Notre dîner fut long et ne dura pas. Nous parcourûmes les hauts. J’observai que de toutes les eaux, il n’y en avait point d’aussi belles que celles qui tombent sans cesse ou qui coulent, et qu’on n’en avait pratiqué nulle part. Nous nous entretînmes d’art, de poésie, de philosophie et d’amour ; de la grandeur et de la vanité de nos entreprises ; du sentiment et du ver de l’immortalité ; des hommes, des dieux et des rois ; de l’espace et du temps ; de la mort et de la vie ; c’était un concert au milieu duquel le mot dissonant de notre Baron se faisait toujours distinguer.

Le vent qui s’élevait et la soirée qui commençait à devenir froide nous rapprochèrent de notre voiture. Le baron de Gleichen a beaucoup voyagé ; ce fut lui qui fit les frais de retour. Il nous parla des Inquisiteurs d’État de Venise, qui marchent toujours entre le confesseur et le bourreau ; de la barbarie de la cour de Sicile, qui avait abandonné un char de triomphe antique, avec ses bas-reliefs et ses chevaux, à des moines qui les ont fondus pour en faire des cloches : cela fut amené par la destruction d’une cascade de Marly dont les marbres revêtent à présent les chapelles de Saint-Sulpice. Je dis peu de choses. J’écoutais ou je rêvais. Nous descendîmes, entre huit et neuf, à la porte de notre ami. Je me reposai là jusqu’à dix. J’ai dormi de lassitude et de peine ; oui, mon amie, et de peine. J’augure mal de l’avenir. Votre mère a l’âme scellée des sept sceaux de l’Apocalypse. Sur son front est mis : Mystère.

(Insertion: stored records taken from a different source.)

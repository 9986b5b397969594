//! Recorder: the single event queue in front of the session state machine.
//!
//! [`Recorder`] owns the [`SessionStateMachine`] and dispatches, one at a
//! time, everything that can change it:
//!
//! ```text
//! device events (FragmentSink, unbounded) ─┐
//! device request resolution ───────────────┼─▶ select! ─▶ SessionStateMachine
//! RecorderCommand (UI, mpsc) ──────────────┘                │
//!                                                           ├─▶ SharedState snapshot
//!                                                           └─▶ RecorderUpdate (UI)
//! ```
//!
//! Device events are polled first, so fragments that were already delivered
//! when a `Stop` arrives are still included in the artifact.  Finished
//! artifacts leave through [`RecorderUpdate::Ready`]; the recorder keeps no
//! copy.

use std::sync::{Arc, MutexGuard, PoisonError};

use tokio::sync::mpsc;

use crate::audio::{CaptureConstraints, DeviceEvent, HandleRegistry, InputDevice, RecordingArtifact};

use super::clock::Clock;
use super::machine::SessionStateMachine;
use super::state::{RecorderState, SessionError, SessionState, SharedState};

// ---------------------------------------------------------------------------
// Messages
// ---------------------------------------------------------------------------

/// Commands sent from the UI to the recorder.
#[derive(Debug, Clone, Copy, PartialEq, Eq)]
pub enum RecorderCommand {
    /// Begin a new recording session.
    Start,
    /// Finish the current recording and emit an artifact.
    Stop,
    /// Abandon a device request that has not been granted yet.
    Cancel,
}

/// Progress delivered from the recorder to the UI.
#[derive(Debug, Clone)]
pub enum RecorderUpdate {
    /// The session moved to a new state.
    State(SessionState),
    /// A recording finished.  Ownership of the artifact passes to the
    /// receiver.
    Ready(RecordingArtifact),
    /// A command was illegal in the current state and was ignored.
    Rejected(SessionError),
}

// ---------------------------------------------------------------------------
// Recorder
// ---------------------------------------------------------------------------

/// Drives a [`SessionStateMachine`] from a command channel.
///
/// Create with [`Recorder::new`], then call [`run`](Self::run) inside a tokio
/// task.
///
/// ```rust,no_run
/// use std::sync::Arc;
/// use tokio::sync::mpsc;
/// use voice_capture::audio::{CaptureConstraints, CpalInputDevice, HandleRegistry};
/// use voice_capture::session::{new_shared_state, Recorder, RecorderCommand, SystemClock};
///
/// # async fn example() {
/// let (command_tx, command_rx) = mpsc::channel(16);
/// let (update_tx, mut update_rx) = mpsc::unbounded_channel();
/// let recorder = Recorder::new(
///     Arc::new(CpalInputDevice::new()),
///     CaptureConstraints::default(),
///     Arc::new(SystemClock),
///     HandleRegistry::new(),
///     new_shared_state(),
///     update_tx,
/// );
/// tokio::spawn(recorder.run(command_rx));
///
/// command_tx.send(RecorderCommand::Start).await.unwrap();
/// while let Some(update) = update_rx.recv().await {
///     println!("{update:?}");
/// }
/// # }
/// ```
pub struct Recorder {
    machine: SessionStateMachine,
    events_rx: mpsc::UnboundedReceiver<DeviceEvent>,
    state: SharedState,
    updates: mpsc::UnboundedSender<RecorderUpdate>,
    published: SessionState,
}

impl Recorder {
    /// Create a recorder.
    ///
    /// # Arguments
    ///
    /// * `device`:       input device acquired on every `Start`.
    /// * `constraints`:  requested capture mode.
    /// * `clock`:        time source for artifact durations.
    /// * `registry`:     allocator for artifact access handles.
    /// * `state`:        snapshot shared with the UI.
    /// * `updates`:      channel for state changes and finished artifacts.
    pub fn new(
        device: Arc<dyn InputDevice>,
        constraints: CaptureConstraints,
        clock: Arc<dyn Clock>,
        registry: HandleRegistry,
        state: SharedState,
        updates: mpsc::UnboundedSender<RecorderUpdate>,
    ) -> Self {
        let (events_tx, events_rx) = mpsc::unbounded_channel();
        let machine = SessionStateMachine::new(device, constraints, clock, registry, events_tx);
        Self {
            machine,
            events_rx,
            state,
            updates,
            published: SessionState::Idle,
        }
    }

    // -----------------------------------------------------------------------
    // Main async loop
    // -----------------------------------------------------------------------

    /// Run until `commands` is closed, then release the device.
    pub async fn run(mut self, mut commands: mpsc::Receiver<RecorderCommand>) {
        loop {
            tokio::select! {
                biased;

                Some(event) = self.events_rx.recv() => {
                    self.handle_device_event(event);
                }

                _ = self.machine.acquisition() => {
                    self.publish();
                }

                command = commands.recv() => match command {
                    Some(command) => self.handle_command(command),
                    None => break,
                },
            }
        }

        self.machine.shutdown();
        log::info!("recorder: command channel closed, shutting down");
    }

    // -----------------------------------------------------------------------
    // Event handlers
    // -----------------------------------------------------------------------

    fn handle_command(&mut self, command: RecorderCommand) {
        log::debug!("recorder: {command:?} while {}", self.machine.state().label());

        let result = match command {
            RecorderCommand::Start => self.machine.start(),
            RecorderCommand::Cancel => self.machine.cancel(),
            RecorderCommand::Stop => match self.machine.stop() {
                Ok(artifact) => {
                    self.publish();
                    let _ = self.updates.send(RecorderUpdate::Ready(artifact));
                    Ok(())
                }
                Err(e) => Err(e),
            },
        };

        match result {
            Ok(()) => {
                self.lock_state().last_rejection = None;
                self.publish();
            }
            Err(e) => {
                log::debug!("recorder: {command:?} rejected: {e}");
                self.lock_state().last_rejection = Some(e);
                let _ = self.updates.send(RecorderUpdate::Rejected(e));
            }
        }
    }

    fn handle_device_event(&mut self, event: DeviceEvent) {
        if self.machine.on_device_event(event) {
            self.publish();
        }
    }

    // -----------------------------------------------------------------------
    // Helpers
    // -----------------------------------------------------------------------

    fn lock_state(&self) -> MutexGuard<'_, RecorderState> {
        self.state.lock().unwrap_or_else(PoisonError::into_inner)
    }

    /// Copy the machine's state into the shared snapshot and announce a
    /// state change, if any.
    fn publish(&mut self) {
        let current = self.machine.state();
        {
            let mut st = self.lock_state();
            st.session = current;
            st.error_message = self.machine.last_failure().map(str::to_owned);
            st.captured_bytes = self.machine.captured_bytes();
            st.fragment_count = self.machine.fragment_count();
        }

        if current != self.published {
            self.published = current;
            let _ = self.updates.send(RecorderUpdate::State(current));
        }
    }
}

// ---------------------------------------------------------------------------
// Tests
// ---------------------------------------------------------------------------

Je vis à Marly deux sphinx, et je me la rappelai. Elle vous a promis, elle s’est promis à elle-même, plus qu’il n’est en elle de tenir ; mais je m’en console, et je vis sur la certitude que rien ne séparera nos deux âmes. Cela s’est dit, écrit, juré si souvent ! que cela soit vrai du moins une fois. Sophie, ce ne sera pas de ma faute.